──────── MATERIAL PROVIDED ────────

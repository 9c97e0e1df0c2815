//! [`Circle`]-related read definitions.

use std::{collections::HashMap, hash::Hash};

use derive_more::From;

use crate::domain::{
    circle::{Day, Wing},
    Circle,
};

/// Compound filter selecting [`Circle`]s of the catalog.
///
/// Every field may be left unset by a partially filled search form. Such an
/// incomplete [`Condition`] matches nothing.
#[derive(Clone, Debug, Eq, PartialEq)]
pub struct Condition {
    /// Text the [`Circle`] name should contain. Empty text matches any name.
    pub name: Option<String>,

    /// Text the [`Circle`] place should contain. Empty text matches any
    /// place.
    pub place: Option<String>,

    /// [`Day`]s to be selected.
    pub days: Option<Toggles<Day>>,

    /// [`Wing`]s to be selected.
    pub wings: Option<Toggles<Wing>>,
}

impl Condition {
    /// Returns the [`Condition`] matching every [`Circle`].
    #[must_use]
    pub fn all() -> Self {
        Self {
            name: Some(String::new()),
            place: Some(String::new()),
            days: Some(Toggles::checked(Day::ALL.iter().copied())),
            wings: Some(Toggles::checked(Wing::ALL.iter().copied())),
        }
    }

    /// Checks whether the provided [`Circle`] satisfies this [`Condition`].
    #[must_use]
    pub fn matches(&self, circle: &Circle) -> bool {
        let (Some(name), Some(place), Some(days), Some(wings)) =
            (&self.name, &self.place, &self.days, &self.wings)
        else {
            return false;
        };

        (name.is_empty() || circle.name.as_ref().contains(name.as_str()))
            && days.is_on(circle.day)
            && wings.is_on(circle.wing)
            && (place.is_empty()
                || circle.place.as_ref().contains(place.as_str()))
    }
}

/// Set of checkboxes keyed by `K`.
///
/// A key without an entry is considered unchecked.
#[derive(Clone, Debug, Eq, From, PartialEq)]
pub struct Toggles<K: Eq + Hash>(HashMap<K, bool>);

impl<K: Eq + Hash> Toggles<K> {
    /// Creates new [`Toggles`] with only the provided `keys` checked.
    #[must_use]
    pub fn checked(keys: impl IntoIterator<Item = K>) -> Self {
        keys.into_iter().map(|k| (k, true)).collect()
    }

    /// Checks whether the provided `key` is checked.
    #[must_use]
    pub fn is_on(&self, key: K) -> bool {
        self.0.get(&key).copied().unwrap_or(false)
    }
}

impl<K: Eq + Hash> Default for Toggles<K> {
    fn default() -> Self {
        Self(HashMap::new())
    }
}

impl<K: Eq + Hash> FromIterator<(K, bool)> for Toggles<K> {
    fn from_iter<I: IntoIterator<Item = (K, bool)>>(iter: I) -> Self {
        Self(iter.into_iter().collect())
    }
}

#[cfg(test)]
mod spec {
    use crate::domain::{
        circle::{self, Day, Wing},
        Circle,
    };

    use super::{Condition, Toggles};

    fn circle(name: &str, day: Day, wing: Wing, place: &str) -> Circle {
        Circle {
            id: circle::Id::new(),
            name: name.into(),
            day,
            wing,
            place: place.into(),
            deleted: false,
        }
    }

    fn condition(name: &str, place: &str) -> Condition {
        Condition {
            name: Some(name.into()),
            place: Some(place.into()),
            ..Condition::all()
        }
    }

    #[test]
    fn matches_everything_by_default() {
        let all = Condition::all();

        for day in Day::ALL {
            for wing in Wing::ALL {
                assert!(all.matches(&circle("A", *day, *wing, "x1")));
            }
        }
    }

    #[test]
    fn matches_name_substring() {
        let c = circle("ABC", Day::First, Wing::West, "x1");

        assert!(condition("B", "").matches(&c));
        assert!(condition("ABC", "").matches(&c));
        assert!(!condition("D", "").matches(&c));
    }

    #[test]
    fn matches_case_sensitively() {
        let c = circle("ABC", Day::First, Wing::West, "ま42b");

        assert!(!condition("abc", "").matches(&c));
        assert!(!condition("", "42B").matches(&c));
        assert!(condition("", "42b").matches(&c));
    }

    #[test]
    fn matches_place_substring() {
        let c = circle("ABC", Day::First, Wing::West, "ま42b");

        assert!(condition("", "ま").matches(&c));
        assert!(!condition("", "み").matches(&c));
        assert!(condition("B", "42").matches(&c));
        assert!(!condition("D", "42").matches(&c));
    }

    #[test]
    fn requires_checked_day_and_wing() {
        let c = circle("A", Day::Second, Wing::South, "x1");

        let mut cond = Condition::all();
        cond.days = Some(
            [(Day::First, true), (Day::Second, false)].into_iter().collect(),
        );
        assert!(!cond.matches(&c));

        cond.days = Some(Toggles::checked([Day::Second]));
        assert!(cond.matches(&c));

        cond.wings = Some([(Wing::West, true)].into_iter().collect());
        assert!(!cond.matches(&c));

        cond.wings = Some(Toggles::default());
        assert!(!cond.matches(&c));
    }

    #[test]
    fn fails_closed_on_incomplete_condition() {
        let c = circle("A", Day::First, Wing::West, "x1");

        for cond in [
            Condition {
                name: None,
                ..Condition::all()
            },
            Condition {
                place: None,
                ..Condition::all()
            },
            Condition {
                days: None,
                ..Condition::all()
            },
            Condition {
                wings: None,
                ..Condition::all()
            },
        ] {
            assert!(!cond.matches(&c));
        }
    }
}
//! Command line [`Args`] of the server.

use clap::Parser;

/// Server of the delegated purchases planner.
#[derive(Debug, Parser)]
#[command(version, about, long_about = None)]
pub struct Args {
    /// Path to the TOML file with the [`Config`] of the server.
    ///
    /// A missing file is not an error, so the defaults and the `CONF.`
    /// environment variables are used then.
    ///
    /// [`Config`]: crate::Config
    #[arg(short, long, env = "CONFIG", default_value = "config.toml")]
    pub config: String,
}

impl Args {
    /// Parses the [`Args`] of the current process.
    ///
    /// # Errors
    ///
    /// If the provided [`Args`] are malformed, or `--help` or `--version` is
    /// requested.
    pub fn parse() -> Result<Self, clap::Error> {
        <Self as Parser>::try_parse()
    }
}

#[cfg(test)]
mod spec {
    use clap::Parser as _;

    use super::Args;

    #[test]
    fn defaults_to_local_config() {
        let args = Args::try_parse_from(["server"]).unwrap();

        assert_eq!(args.config, "config.toml");
    }

    #[test]
    fn accepts_config_path() {
        let args = Args::try_parse_from(["server", "-c", "/etc/market.toml"])
            .unwrap();

        assert_eq!(args.config, "/etc/market.toml");
    }
}
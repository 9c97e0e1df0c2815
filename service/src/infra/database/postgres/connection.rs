//! Pooled Postgres [`Connection`]s the SQL of the [`Database`] operations is
//! run over.
//!
//! [`Database`]: crate::infra::Database

use std::{fmt, future::Future};

use futures::{FutureExt as _, TryFutureExt as _};
use ouroboros::self_referencing;
use tokio_postgres::{types::ToSql, Row, ToStatement};
use tracerr::Traced;

use crate::infra::database::{self, postgres};

pub use deadpool_postgres::{
    Client as NonTx, CreatePoolError as PoolCreationError, Pool, PoolError,
};
pub use tokio_postgres::Error;

/// Transaction holding a pooled [`NonTx`] connection until it's committed.
///
/// Rows locked inside a [`Tx`], like the ones of the `items_lock` table, stay
/// locked for other transactions until [`Tx::commit()`]. Dropping a [`Tx`]
/// without committing rolls it back.
#[self_referencing]
pub struct Tx {
    /// Pooled [`NonTx`] connection running this [`Tx`].
    non_tx: NonTx,

    /// Started transaction, or [`None`] once it's committed.
    #[borrows(mut non_tx)]
    #[not_covariant]
    tx: Option<deadpool_postgres::Transaction<'this>>,
}

impl fmt::Debug for Tx {
    fn fmt(&self, f: &mut fmt::Formatter<'_>) -> fmt::Result {
        f.debug_struct("Tx")
            .field("tx", self.transaction())
            .finish_non_exhaustive()
    }
}

impl Tx {
    /// Begins a new [`Tx`] in the provided pooled [`NonTx`] connection.
    ///
    /// # Errors
    ///
    /// If the database refuses to begin a transaction.
    pub async fn begin(
        client: NonTx,
    ) -> Result<Self, Traced<database::Error>> {
        traced(
            Self::try_new_async_send(client, |c| {
                c.transaction().map_ok(Some).boxed()
            })
            .await,
        )
    }

    /// Commits this [`Tx`], releasing all the rows locked inside it.
    ///
    /// # Errors
    ///
    /// If the database fails to commit this [`Tx`].
    #[expect(clippy::missing_panics_doc, reason = "infallible")]
    pub async fn commit(mut self) -> Result<(), Traced<database::Error>> {
        #[expect(
            clippy::redundant_closure_for_method_calls,
            reason = "different variance, see \
                      https://doc.rust-lang.org/nomicon/subtyping.html#variance"
        )]
        let tx = self.with_tx_mut(|tx| tx.take()).expect("committed once");
        traced(tx.commit().await)
    }

    /// Returns the started transaction of this [`Tx`].
    fn transaction(&self) -> &deadpool_postgres::Transaction<'_> {
        self.with_tx(|tx| tx.as_ref().expect("committed by value"))
    }
}

/// Postgres connection, either inside a transaction or not.
pub trait Connection {
    /// Runs the provided statement returning all the read [`Row`]s.
    ///
    /// # Errors
    ///
    /// If the statement fails.
    fn query<T>(
        &self,
        stmt: &T,
        params: &[&(dyn ToSql + Sync)],
    ) -> impl Future<Output = Result<Vec<Row>, Traced<database::Error>>>
    where
        T: ToStatement + ?Sized;

    /// Runs the provided statement returning at most one read [`Row`].
    ///
    /// # Errors
    ///
    /// If the statement fails or reads more than one [`Row`].
    fn query_opt<T>(
        &self,
        stmt: &T,
        params: &[&(dyn ToSql + Sync)],
    ) -> impl Future<Output = Result<Option<Row>, Traced<database::Error>>>
    where
        T: ToStatement + ?Sized;

    /// Runs the provided statement returning the number of modified rows.
    ///
    /// # Errors
    ///
    /// If the statement fails.
    fn exec<T>(
        &self,
        stmt: &T,
        params: &[&(dyn ToSql + Sync)],
    ) -> impl Future<Output = Result<u64, Traced<database::Error>>>
    where
        T: ToStatement + ?Sized;
}

/// Wraps the failure of a [`Connection`] into a [`Traced`] [`database::Error`].
fn traced<T>(res: Result<T, Error>) -> Result<T, Traced<database::Error>> {
    res.map_err(tracerr::from_and_wrap!(=> postgres::Error))
        .map_err(tracerr::map_from)
}

/// Implements [`Connection`] for the provided type running statements via
/// the `$client` expression.
macro_rules! impl_connection {
    ($ty:ty, |$conn:ident| $client:expr) => {
        impl Connection for $ty {
            async fn query<T>(
                &self,
                stmt: &T,
                params: &[&(dyn ToSql + Sync)],
            ) -> Result<Vec<Row>, Traced<database::Error>>
            where
                T: ToStatement + ?Sized,
            {
                let $conn = self;
                traced($client.query(stmt, params).await)
            }

            async fn query_opt<T>(
                &self,
                stmt: &T,
                params: &[&(dyn ToSql + Sync)],
            ) -> Result<Option<Row>, Traced<database::Error>>
            where
                T: ToStatement + ?Sized,
            {
                let $conn = self;
                traced($client.query_opt(stmt, params).await)
            }

            async fn exec<T>(
                &self,
                stmt: &T,
                params: &[&(dyn ToSql + Sync)],
            ) -> Result<u64, Traced<database::Error>>
            where
                T: ToStatement + ?Sized,
            {
                let $conn = self;
                traced($client.execute(stmt, params).await)
            }
        }
    };
}

impl_connection!(NonTx, |conn| &**conn);
impl_connection!(Tx, |conn| conn.transaction());
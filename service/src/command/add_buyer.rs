//! [`Command`] for adding a [`PurchaseRequest`] to an [`Item`].

use common::operations::{
    By, Commit, Lock, Select, Transact, Transacted, Update,
};
use derive_more::{Display, Error, From};
use tracerr::Traced;
use tracing as log;

use crate::{
    domain::{
        item::{self, Count, Priority, PurchaseRequest},
        user, Item, User,
    },
    infra::{database, Database},
    Service,
};

use super::Command;

/// [`Command`] for adding a [`PurchaseRequest`] to an [`Item`].
///
/// A [`User`] may have at most one [`PurchaseRequest`] per [`Item`].
#[derive(Clone, Copy, Debug)]
pub struct AddBuyer {
    /// ID of the requested [`Item`].
    pub item_id: item::Id,

    /// ID of the requesting [`User`].
    pub user_id: user::Id,

    /// [`Count`] of requested units.
    pub count: Count,

    /// [`Priority`] of the new [`PurchaseRequest`].
    pub priority: Priority,
}

impl<Db> Command<AddBuyer> for Service<Db>
where
    Db: Database<Transact, Err = Traced<database::Error>>,
    Transacted<Db>: Database<
            Select<By<Option<Item>, item::Id>>,
            Ok = Option<Item>,
            Err = Traced<database::Error>,
        > + Database<
            Select<By<Option<User>, user::Id>>,
            Ok = Option<User>,
            Err = Traced<database::Error>,
        > + Database<
            Lock<By<Item, item::Id>>,
            Ok = (),
            Err = Traced<database::Error>,
        > + Database<Update<Item>, Ok = (), Err = Traced<database::Error>>
        + Database<Commit, Ok = (), Err = Traced<database::Error>>,
{
    type Ok = Item;
    type Err = Traced<ExecutionError>;

    async fn execute(&self, cmd: AddBuyer) -> Result<Self::Ok, Self::Err> {
        use ExecutionError as E;

        let AddBuyer {
            item_id,
            user_id,
            count,
            priority,
        } = cmd;

        let tx = self
            .database()
            .execute(Transact)
            .await
            .map_err(tracerr::map_from_and_wrap!(=> E))?;

        // Avoid concurrent actions upon the same `Item`.
        tx.execute(Lock(By::new(item_id)))
            .await
            .map_err(tracerr::map_from_and_wrap!(=> E))
            .map(drop)?;

        drop(
            tx.execute(Select(By::<Option<User>, _>::new(user_id)))
                .await
                .map_err(tracerr::map_from_and_wrap!(=> E))?
                .ok_or(E::UserNotExists(user_id))
                .map_err(tracerr::wrap!())?,
        );

        let item = tx
            .execute(Select(By::<Option<Item>, _>::new(item_id)))
            .await
            .map_err(tracerr::map_from_and_wrap!(=> E))?
            .ok_or(E::ItemNotExists(item_id))
            .map_err(tracerr::wrap!())?;

        let Some(item) = item.with_request(PurchaseRequest {
            user_id,
            count,
            priority,
        }) else {
            log::debug!(
                "`User(id: {user_id})` already requests `Item(id: {item_id})`",
            );
            return Err(tracerr::new!(E::BuyerAlreadyExists {
                item_id,
                user_id,
            }));
        };
        tx.execute(Update(item.clone()))
            .await
            .map_err(tracerr::map_from_and_wrap!(=> E))?;

        tx.execute(Commit)
            .await
            .map_err(tracerr::map_from_and_wrap!(=> E))?;

        Ok(item)
    }
}

/// Error of [`AddBuyer`] [`Command`] execution.
#[derive(Debug, Display, Error, From)]
pub enum ExecutionError {
    /// [`Database`] error.
    #[display("`Database` operation failed: {_0}")]
    Db(database::Error),

    /// [`Item`] doesn't exist.
    #[display("`Item(id: {_0})` does not exist")]
    #[from(ignore)]
    ItemNotExists(#[error(not(source))] item::Id),

    /// [`User`] doesn't exist.
    #[display("`User(id: {_0})` does not exist")]
    #[from(ignore)]
    UserNotExists(#[error(not(source))] user::Id),

    /// [`User`] already has a [`PurchaseRequest`] for the [`Item`].
    #[display("`User(id: {user_id})` already requests `Item(id: {item_id})`")]
    #[from(ignore)]
    BuyerAlreadyExists {
        /// ID of the [`Item`].
        item_id: item::Id,

        /// ID of the [`User`].
        user_id: user::Id,
    },
}

#[cfg(test)]
mod spec {
    use crate::{
        domain::{
            circle,
            item::{Count, Priority},
            user,
        },
        fixture, query, Command as _, Query as _,
    };

    use super::{AddBuyer, ExecutionError};

    #[tokio::test]
    async fn appends_request() {
        let (me, other) = (fixture::user("me"), fixture::user("other"));
        let item =
            fixture::item(circle::Id::new(), "100", &[(other.id, 1, 1)]);
        let svc = fixture::service(
            vec![],
            vec![item.clone()],
            vec![me.clone(), other],
        )
        .await;

        let updated = svc
            .execute(AddBuyer {
                item_id: item.id,
                user_id: me.id,
                count: Count::new(2).unwrap(),
                priority: Priority::from(4),
            })
            .await
            .unwrap();

        assert_eq!(updated.requests.len(), 2);
        assert_eq!(updated.requests[1].user_id, me.id);
        assert_eq!(updated.requests[1].count, Count::new(2).unwrap());
        let stored =
            svc.execute(query::item::ById::by(item.id)).await.unwrap();
        assert_eq!(stored, Some(updated));
    }

    #[tokio::test]
    async fn rejects_duplicated_request() {
        let me = fixture::user("me");
        let item = fixture::item(circle::Id::new(), "100", &[(me.id, 1, 1)]);
        let svc =
            fixture::service(vec![], vec![item.clone()], vec![me.clone()])
                .await;

        let err = svc
            .execute(AddBuyer {
                item_id: item.id,
                user_id: me.id,
                count: Count::new(1).unwrap(),
                priority: Priority::from(2),
            })
            .await
            .unwrap_err();

        assert!(matches!(
            err.as_ref(),
            ExecutionError::BuyerAlreadyExists { .. },
        ));
        let stored =
            svc.execute(query::item::ById::by(item.id)).await.unwrap();
        assert_eq!(stored, Some(item));
    }

    #[tokio::test]
    async fn rejects_unknown_user() {
        let item = fixture::item(circle::Id::new(), "100", &[]);
        let svc = fixture::service(vec![], vec![item.clone()], vec![]).await;

        let err = svc
            .execute(AddBuyer {
                item_id: item.id,
                user_id: user::Id::new(),
                count: Count::new(1).unwrap(),
                priority: Priority::from(1),
            })
            .await
            .unwrap_err();

        assert!(matches!(err.as_ref(), ExecutionError::UserNotExists(_)));
    }

    #[tokio::test]
    async fn keeps_concurrent_requests() {
        let (me, other) = (fixture::user("me"), fixture::user("other"));
        let item = fixture::item(circle::Id::new(), "100", &[]);
        let svc = fixture::service(
            vec![],
            vec![item.clone()],
            vec![me.clone(), other.clone()],
        )
        .await;
        let add = |user_id| AddBuyer {
            item_id: item.id,
            user_id,
            count: Count::new(1).unwrap(),
            priority: Priority::from(1),
        };

        let (mine, theirs) = tokio::join!(
            svc.execute(add(me.id)),
            svc.execute(add(other.id)),
        );
        drop((mine.unwrap(), theirs.unwrap()));

        let stored = svc
            .execute(query::item::ById::by(item.id))
            .await
            .unwrap()
            .unwrap();
        assert_eq!(stored.requests.len(), 2);
        assert!(stored.request_of(me.id).is_some());
        assert!(stored.request_of(other.id).is_some());
    }
}
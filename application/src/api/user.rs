//! [`User`]-related definitions.

use common::Price;
use derive_more::{Display, From, Into};
use futures::{future, TryFutureExt as _};
use juniper::{graphql_object, GraphQLEnum, GraphQLScalar};
use service::{domain, query, read, Query as _};
use tokio::sync::OnceCell;
use uuid::Uuid;

use crate::{api, error, AsError, Context, Error};

/// A [`User`] planning purchases.
#[derive(Clone, Debug)]
pub struct User {
    /// ID of this [`User`].
    pub id: Id,

    /// [`domain::User`] representing this [`User`].
    user: OnceCell<domain::User>,
}

impl From<domain::User> for User {
    fn from(user: domain::User) -> Self {
        Self {
            id: user.id.into(),
            user: OnceCell::new_with(Some(user)),
        }
    }
}

impl User {
    /// Returns the [`domain::User`] representing this [`User`].
    ///
    /// # Errors
    ///
    /// Error if the [`domain::User`] doesn't exist.
    async fn user(&self, ctx: &Context) -> Result<&domain::User, Error> {
        let id = self.id.into();
        self.user
            .get_or_try_init(|| {
                ctx.service()
                    .execute(query::user::ById::by(id))
                    .map_err(AsError::into_error)
                    .map_err(ctx.error())
                    .and_then(|u| {
                        future::ready(u.ok_or_else(|| {
                            error::UserError::NotExists.into()
                        }))
                    })
            })
            .await
    }
}

/// A `User` planning purchases.
#[graphql_object(context = Context)]
impl User {
    /// Unique identifier of this `User`.
    #[tracing::instrument(
        skip_all,
        fields(
            gql.name = "User.id",
            otel.name = api::Query::SPAN_NAME,
        ),
    )]
    pub fn id(&self) -> Id {
        self.id
    }

    /// Display name of this `User`.
    #[tracing::instrument(
        skip_all,
        fields(
            gql.name = "User.name",
            otel.name = api::Query::SPAN_NAME,
        ),
    )]
    pub async fn name(&self, ctx: &Context) -> Result<Name, Error> {
        Ok(self.user(ctx).await?.name.clone().into())
    }

    /// Avatar URL of this `User`, if any.
    #[tracing::instrument(
        skip_all,
        fields(
            gql.name = "User.photoUrl",
            otel.name = api::Query::SPAN_NAME,
        ),
    )]
    pub async fn photo_url(
        &self,
        ctx: &Context,
    ) -> Result<Option<PhotoUrl>, Error> {
        Ok(self.user(ctx).await?.photo_url.clone().map(Into::into))
    }
}

/// Unique identifier of a `User`.
#[derive(
    Clone, Copy, Debug, Display, Eq, From, GraphQLScalar, Into, PartialEq,
)]
#[from(domain::user::Id)]
#[into(domain::user::Id)]
#[graphql(name = "UserId", transparent)]
pub struct Id(Uuid);

/// Display name of a `User`.
#[derive(Clone, Debug, Display, Eq, From, GraphQLScalar, Into, PartialEq)]
#[from(domain::user::Name)]
#[into(domain::user::Name)]
#[graphql(name = "UserName", transparent)]
pub struct Name(String);

/// Avatar URL of a `User`.
#[derive(Clone, Debug, Display, Eq, From, GraphQLScalar, Into, PartialEq)]
#[from(domain::user::PhotoUrl)]
#[into(domain::user::PhotoUrl)]
#[graphql(name = "UserPhotoUrl", transparent)]
pub struct PhotoUrl(String);

/// Ordering of a `User`'s purchase list.
#[derive(Clone, Copy, Debug, Default, Eq, GraphQLEnum, PartialEq)]
#[graphql(name = "PurchaseListSort")]
pub enum Sort {
    /// By the location of the `Circle`s: day, wing and place.
    #[default]
    Location,

    /// By the `User`'s priority, the most wanted `Item`s first.
    PriorityAsc,

    /// By the `User`'s priority, the least wanted `Item`s first.
    PriorityDesc,
}

impl From<Sort> for read::item::SortKey {
    fn from(sort: Sort) -> Self {
        use read::item::Direction as D;
        match sort {
            Sort::Location => Self::Location,
            Sort::PriorityAsc => Self::Priority(D::Ascending),
            Sort::PriorityDesc => Self::Priority(D::Descending),
        }
    }
}

impl From<read::item::SortKey> for Sort {
    fn from(key: read::item::SortKey) -> Self {
        use read::item::{Direction as D, SortKey as K};
        match key {
            K::Location => Self::Location,
            K::Priority(D::Ascending) => Self::PriorityAsc,
            K::Priority(D::Descending) => Self::PriorityDesc,
        }
    }
}

/// Purchase list of a [`User`].
#[derive(Clone, Debug)]
pub struct Detail {
    /// Underlying [`query::user::Output`].
    output: query::user::Output,

    /// [`Sort`] the purchase list is ordered by.
    sort: Sort,
}

impl Detail {
    /// Wraps the provided [`query::user::Output`] ordered by the provided
    /// [`Sort`].
    #[must_use]
    pub fn new(output: query::user::Output, sort: Sort) -> Self {
        Self { output, sort }
    }
}

/// Purchase list of a `User`.
#[graphql_object(name = "PurchaseList", context = Context)]
impl Detail {
    /// `User` owning this list.
    #[tracing::instrument(
        skip_all,
        fields(
            gql.name = "PurchaseList.user",
            otel.name = api::Query::SPAN_NAME,
        ),
    )]
    pub fn user(&self) -> User {
        self.output.user.clone().into()
    }

    /// `PurchaseListRow`s of this list.
    #[tracing::instrument(
        skip_all,
        fields(
            gql.name = "PurchaseList.rows",
            otel.name = api::Query::SPAN_NAME,
        ),
    )]
    pub fn rows(&self) -> Vec<Row> {
        self.output.rows.iter().cloned().map(Row).collect()
    }

    /// Number of `PurchaseListRow`s in this list.
    #[tracing::instrument(
        skip_all,
        fields(
            gql.name = "PurchaseList.count",
            otel.name = api::Query::SPAN_NAME,
        ),
    )]
    pub fn count(&self) -> Result<i32, Error> {
        i32::try_from(self.output.count()).map_err(AsError::into_error)
    }

    /// Total price of all the `PurchaseListRow`s.
    #[tracing::instrument(
        skip_all,
        fields(
            gql.name = "PurchaseList.total",
            otel.name = api::Query::SPAN_NAME,
        ),
    )]
    pub fn total(&self) -> Price {
        self.output.total
    }

    /// `PurchaseListSort` this list is ordered by.
    pub fn sort(&self) -> Sort {
        self.sort
    }

    /// `PurchaseListSort` to request once the priority ordering is toggled.
    ///
    /// Switches a location-ordered list to the ascending priority ordering,
    /// and reverses a priority-ordered one.
    pub fn toggled_priority_sort(&self) -> Sort {
        read::item::SortKey::from(self.sort)
            .toggle_priority()
            .into()
    }
}

/// Row of a [`Detail`] purchase list.
#[derive(Clone, Debug)]
pub struct Row(query::user::Row);

/// `Item` requested by the `User` in a `PurchaseList`.
#[graphql_object(name = "PurchaseListRow", context = Context)]
impl Row {
    /// Requested `Item`.
    pub fn item(&self) -> api::Item {
        self.0.item.clone().into()
    }

    /// Name of the `Circle` selling the `Item`.
    ///
    /// Reads `サークルが見つかりません` if the `Circle` cannot be found.
    pub fn circle_name(&self) -> String {
        self.0.owner.label()
    }

    /// Location of the `Circle` selling the `Item`, if it can be found.
    pub fn location_label(&self) -> Option<String> {
        self.0.owner.location_label()
    }

    /// Number of units the `User` requested.
    pub fn count(&self) -> i32 {
        self.0.request.count.into()
    }

    /// Priority of the `User`'s request.
    pub fn priority(&self) -> i32 {
        self.0.request.priority.into()
    }

    /// Price of all the requested units.
    pub fn subtotal(&self) -> Price {
        self.0.subtotal
    }
}

#[cfg(test)]
mod spec {
    use service::read::item::{Direction, SortKey};

    use super::Sort;

    #[test]
    fn converts_sort_keys_both_ways() {
        for sort in [Sort::Location, Sort::PriorityAsc, Sort::PriorityDesc] {
            assert_eq!(Sort::from(SortKey::from(sort)), sort);
        }
        assert_eq!(
            SortKey::from(Sort::PriorityDesc),
            SortKey::Priority(Direction::Descending),
        );
    }
}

────────

- [WHAT IS EXPECTED]:
From the material above, gather all lines that include the string "updated" and copy them.

- [FINISHED TASK]:
        let updated = svc
        assert_eq!(updated.requests.len(), 2);
        assert_eq!(updated.requests[1].user_id, me.id);
        assert_eq!(updated.requests[1].count, Count::new(2).unwrap());
        assert_eq!(stored, Some(updated));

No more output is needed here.